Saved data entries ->
********************

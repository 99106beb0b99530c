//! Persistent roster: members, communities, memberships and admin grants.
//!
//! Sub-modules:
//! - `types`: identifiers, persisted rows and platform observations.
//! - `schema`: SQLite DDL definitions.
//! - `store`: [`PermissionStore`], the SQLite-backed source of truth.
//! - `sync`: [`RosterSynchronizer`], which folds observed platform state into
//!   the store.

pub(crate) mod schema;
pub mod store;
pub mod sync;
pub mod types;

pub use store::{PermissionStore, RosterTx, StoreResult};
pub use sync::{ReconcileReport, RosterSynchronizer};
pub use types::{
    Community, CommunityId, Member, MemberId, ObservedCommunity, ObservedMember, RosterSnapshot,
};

********************

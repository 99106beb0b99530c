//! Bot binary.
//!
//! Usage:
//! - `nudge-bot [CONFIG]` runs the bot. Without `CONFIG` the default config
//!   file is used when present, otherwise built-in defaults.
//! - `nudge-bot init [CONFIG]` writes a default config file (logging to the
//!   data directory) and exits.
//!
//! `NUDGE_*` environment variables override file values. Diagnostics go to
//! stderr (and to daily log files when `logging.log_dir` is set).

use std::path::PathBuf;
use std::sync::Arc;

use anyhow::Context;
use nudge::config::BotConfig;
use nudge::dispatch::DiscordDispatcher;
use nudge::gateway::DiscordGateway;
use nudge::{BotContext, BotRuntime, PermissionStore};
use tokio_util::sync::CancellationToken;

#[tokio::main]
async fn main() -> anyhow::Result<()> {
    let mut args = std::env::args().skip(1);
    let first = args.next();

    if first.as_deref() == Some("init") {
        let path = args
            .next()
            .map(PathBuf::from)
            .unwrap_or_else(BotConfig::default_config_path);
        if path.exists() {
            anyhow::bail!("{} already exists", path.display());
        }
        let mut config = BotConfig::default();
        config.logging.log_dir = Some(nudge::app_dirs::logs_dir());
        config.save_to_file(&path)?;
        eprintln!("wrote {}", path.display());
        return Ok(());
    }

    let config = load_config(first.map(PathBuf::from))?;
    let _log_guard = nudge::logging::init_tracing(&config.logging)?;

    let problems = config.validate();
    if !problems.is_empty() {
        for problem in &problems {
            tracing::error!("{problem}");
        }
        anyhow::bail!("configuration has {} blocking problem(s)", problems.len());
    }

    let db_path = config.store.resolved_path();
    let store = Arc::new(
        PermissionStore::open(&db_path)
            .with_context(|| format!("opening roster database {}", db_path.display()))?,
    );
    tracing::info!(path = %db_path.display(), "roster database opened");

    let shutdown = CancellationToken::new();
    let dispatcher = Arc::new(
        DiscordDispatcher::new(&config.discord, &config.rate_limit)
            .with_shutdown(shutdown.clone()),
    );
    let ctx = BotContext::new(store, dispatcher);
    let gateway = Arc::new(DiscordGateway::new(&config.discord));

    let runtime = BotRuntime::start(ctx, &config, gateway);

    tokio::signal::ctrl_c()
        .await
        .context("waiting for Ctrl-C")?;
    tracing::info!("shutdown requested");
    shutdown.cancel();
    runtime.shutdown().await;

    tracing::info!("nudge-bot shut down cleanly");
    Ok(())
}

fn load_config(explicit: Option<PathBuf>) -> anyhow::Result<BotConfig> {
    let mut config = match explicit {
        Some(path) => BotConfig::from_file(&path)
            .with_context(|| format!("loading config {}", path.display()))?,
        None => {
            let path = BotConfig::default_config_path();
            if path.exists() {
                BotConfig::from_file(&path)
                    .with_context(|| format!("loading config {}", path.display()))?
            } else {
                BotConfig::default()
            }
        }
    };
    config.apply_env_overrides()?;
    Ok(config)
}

********************

Your goal -> Determine how many lines of the records above hold the word "logging" and give the number with nothing added.

Reply to the task -> 4